Há iniciativas em curso, mas ainda temos muito trabalho a fazer nesta área. Tem de haver mais financiamento e parcerias, inclusive em investigação. 

Bárbara Gomes

Há pouco abordou a questão da atual situação pandémica e de uma adaptação da prestação de cuidados paliativos neste contexto. De que forma se tem traduzido essa adaptação nas dinâmicas entre doentes, familiares e profissionais de saúde?
Acho que aprendemos muito na primeira vaga e estamos agora mais preparados para lidar com esta segunda vaga. Mas, de facto, esta situação fez com que muitos contactos presenciais tivessem de ser reduzidos ao mínimo, não só nos hospitais, mas também nas casas dos doentes.  

O apoio domiciliário, que é bastante escasso, ainda se tornou mais importante nesta fase em que as pessoas tentam evitar as idas ao hospital. O problema é que esse apoio domiciliário não aumentou. Portanto, as condições em que estes doentes, que necessitam de cuidados, estão em casa são, a meu ver, preocupantes.
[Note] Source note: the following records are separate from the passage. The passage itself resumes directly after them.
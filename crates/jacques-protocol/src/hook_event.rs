//! Producer-role events: what an assistant lifecycle hook sends to the WS Hub.
//!
//! Discriminated by the `type` field (serde's internal tag), matching the
//! event names named in spec §4.8 exactly, for wire compatibility.

use serde::{Deserialize, Serialize};

use crate::model::{AutoCompactDescriptor, ContextMetrics, Mode, SourceTag};

/// Fields common to every hook event.
#[derive(Debug, Clone, Serialize, Deserialize)]
pub struct EventMeta {
    pub session_id: String,
    /// RFC3339 timestamp assigned by the hook process.
    pub recorded_at: String,
    pub pid: Option<u32>,
    pub cwd: Option<String>,
}

#[derive(Debug, Clone, Copy, PartialEq, Eq, Serialize, Deserialize)]
#[serde(rename_all = "snake_case")]
pub enum ToolPhase {
    Start,
    End,
    /// The session is requesting explicit user permission; drives the
    /// `awaiting` status transition (spec §4.4).
    PermissionRequest,
}

#[derive(Debug, Clone, Serialize, Deserialize)]
pub struct SessionStartEvent {
    #[serde(flatten)]
    pub meta: EventMeta,
    #[serde(default)]
    pub source: SourceTag,
    pub title: Option<String>,
    pub transcript_path: Option<String>,
    pub tty: Option<String>,
    pub terminal_pid: Option<u32>,
    pub terminal_program: Option<String>,
    pub tmux_session: Option<String>,
    pub tmux_pane: Option<String>,
    pub tmux_window: Option<String>,
    pub model_id: Option<String>,
    pub model_display_name: Option<String>,
    #[serde(default)]
    pub mode: Mode,
    #[serde(default)]
    pub is_bypass: bool,
    pub git_branch: Option<String>,
    pub git_worktree: Option<String>,
    pub git_repo_root: Option<String>,
}

#[derive(Debug, Clone, Serialize, Deserialize)]
pub struct SessionEndEvent {
    #[serde(flatten)]
    pub meta: EventMeta,
    pub reason: Option<String>,
}

#[derive(Debug, Clone, Serialize, Deserialize)]
pub struct ContextUpdateEvent {
    #[serde(flatten)]
    pub meta: EventMeta,
    pub context: ContextMetrics,
    #[serde(default)]
    pub auto_compact: AutoCompactDescriptor,
}

#[derive(Debug, Clone, Serialize, Deserialize)]
pub struct ToolEventEvent {
    #[serde(flatten)]
    pub meta: EventMeta,
    pub phase: ToolPhase,
    pub tool_name: Option<String>,
}

#[derive(Debug, Clone, Serialize, Deserialize)]
pub struct PromptSubmitEvent {
    #[serde(flatten)]
    pub meta: EventMeta,
}

#[derive(Debug, Clone, Serialize, Deserialize)]
pub struct HandoffReadyEvent {
    #[serde(flatten)]
    pub meta: EventMeta,
    pub handoff_path: Option<String>,
}

#[derive(Debug, Clone, Serialize, Deserialize)]
#[serde(tag = "type", rename_all = "snake_case")]
pub enum HookEvent {
    SessionStart(SessionStartEvent),
    SessionEnd(SessionEndEvent),
    ContextUpdate(ContextUpdateEvent),
    ToolEvent(ToolEventEvent),
    PromptSubmit(PromptSubmitEvent),
    HandoffReady(HandoffReadyEvent),
}

impl HookEvent {
    pub fn meta(&self) -> &EventMeta {
        match self {
            HookEvent::SessionStart(e) => &e.meta,
            HookEvent::SessionEnd(e) => &e.meta,
            HookEvent::ContextUpdate(e) => &e.meta,
            HookEvent::ToolEvent(e) => &e.meta,
            HookEvent::PromptSubmit(e) => &e.meta,
            HookEvent::HandoffReady(e) => &e.meta,
        }
    }

    pub fn session_id(&self) -> &str {
        &self.meta().session_id
    }

    /// Validates the event well enough for the registry to trust it
    /// without re-checking field presence at every call site.
    pub fn validate(&self) -> Result<(), String> {
        let meta = self.meta();
        if meta.session_id.trim().is_empty() {
            return Err("session_id is required".to_string());
        }
        if chrono::DateTime::parse_from_rfc3339(&meta.recorded_at).is_err() {
            return Err("recorded_at must be RFC3339".to_string());
        }
        if let HookEvent::ToolEvent(event) = self {
            if event.phase != ToolPhase::PermissionRequest && event.tool_name.is_none() {
                return Err("tool_name is required for start/end tool events".to_string());
            }
        }
        Ok(())
    }
}

#[cfg(test)]
mod tests {
    use super::*;

    fn meta() -> EventMeta {
        EventMeta {
            session_id: "session-1".to_string(),
            recorded_at: "2026-01-30T12:00:00Z".to_string(),
            pid: Some(1234),
            cwd: Some("/repo".to_string()),
        }
    }

    #[test]
    fn rejects_missing_session_id() {
        let mut m = meta();
        m.session_id = String::new();
        let event = HookEvent::PromptSubmit(PromptSubmitEvent { meta: m });
        assert!(event.validate().is_err());
    }

    #[test]
    fn rejects_bad_timestamp() {
        let mut m = meta();
        m.recorded_at = "not-a-time".to_string();
        let event = HookEvent::SessionEnd(SessionEndEvent { meta: m, reason: None });
        assert!(event.validate().is_err());
    }

    #[test]
    fn tool_event_requires_name_unless_permission_request() {
        let event = HookEvent::ToolEvent(ToolEventEvent {
            meta: meta(),
            phase: ToolPhase::Start,
            tool_name: None,
        });
        assert!(event.validate().is_err());

        let event = HookEvent::ToolEvent(ToolEventEvent {
            meta: meta(),
            phase: ToolPhase::PermissionRequest,
            tool_name: None,
        });
        assert!(event.validate().is_ok());
    }

    #[test]
    fn round_trips_through_json_with_type_tag() {
        let event = HookEvent::SessionStart(SessionStartEvent {
            meta: meta(),
            source: SourceTag::ClaudeCode,
            title: None,
            transcript_path: None,
            tty: None,
            terminal_pid: None,
            terminal_program: None,
            tmux_session: None,
            tmux_pane: None,
            tmux_window: None,
            model_id: None,
            model_display_name: None,
            mode: Mode::Default,
            is_bypass: false,
            git_branch: None,
            git_worktree: None,
            git_repo_root: None,
        });
        let json = serde_json::to_value(&event).unwrap();
        assert_eq!(json["type"], "session_start");
        let parsed: HookEvent = serde_json::from_value(json).unwrap();
        assert_eq!(parsed.session_id(), "session-1");
    }
}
No entanto, vemos agora que algumas das equipas e serviços já conseguem agilizar soluções para solucionar os problemas que tiveram na primeira vaga. Uma dessas soluções é o recurso às videochamadas. E, mais uma vez, a Fundação La Caixa desempenhou nesta questão um importante papel, através da doação de tablets a todas as Unidades de Cuidados Paliativos e Continuados do País.

Claro que a presença física é fundamental, mas não podendo existir ou estando limitada, as tecnologias ajudam imenso, e o feedback que vamos tendo por parte dos profissionais no terreno é o de que, de facto, estas tecnologias ajudam e conseguem aproximar as pessoas.

Outra questão importante na prestação de cuidados paliativos é o controlo sintomático. As equipas que prestam estes cuidados são especialistas em controlar sintomas em final de vida, e esses sintomas podem ser muito diversos.

Só para dar um exemplo, foi feito, há alguns anos, um levantamento do número de sintomas que as pessoas reportavam em final de vida, no Reino Unido. E foram identificados, em média por doente, 14 sintomas diferentes. Normalmente, pensamos mais na dor, porque é o sintoma que em geral mais nos preocupa, mas se pensarmos, agora no contexto da COVID, na falta de ar, este é um sintoma que cria bastante ansiedade nos doentes, nas famílias e nos profissionais de saúde também e para o qual não temos tantas estratégias para aliviá-lo, como temos no caso da dor.

As equipas de cuidados paliativos, especialistas em tratar estes sintomas, podem ajudar, fazendo-o em colaboração com equipas de outros serviços, o que, dado o atual contexto que vivemos, é muito importante. Muito importante também são as tomadas de decisão, a preparação dos últimos dias de vida e o apoio ao luto, especialmente em situação de pandemia. Estes são aspetos nos quais as equipas de cuidados paliativos se constituem enquanto mais-valia, em colaboração com outros profissionais.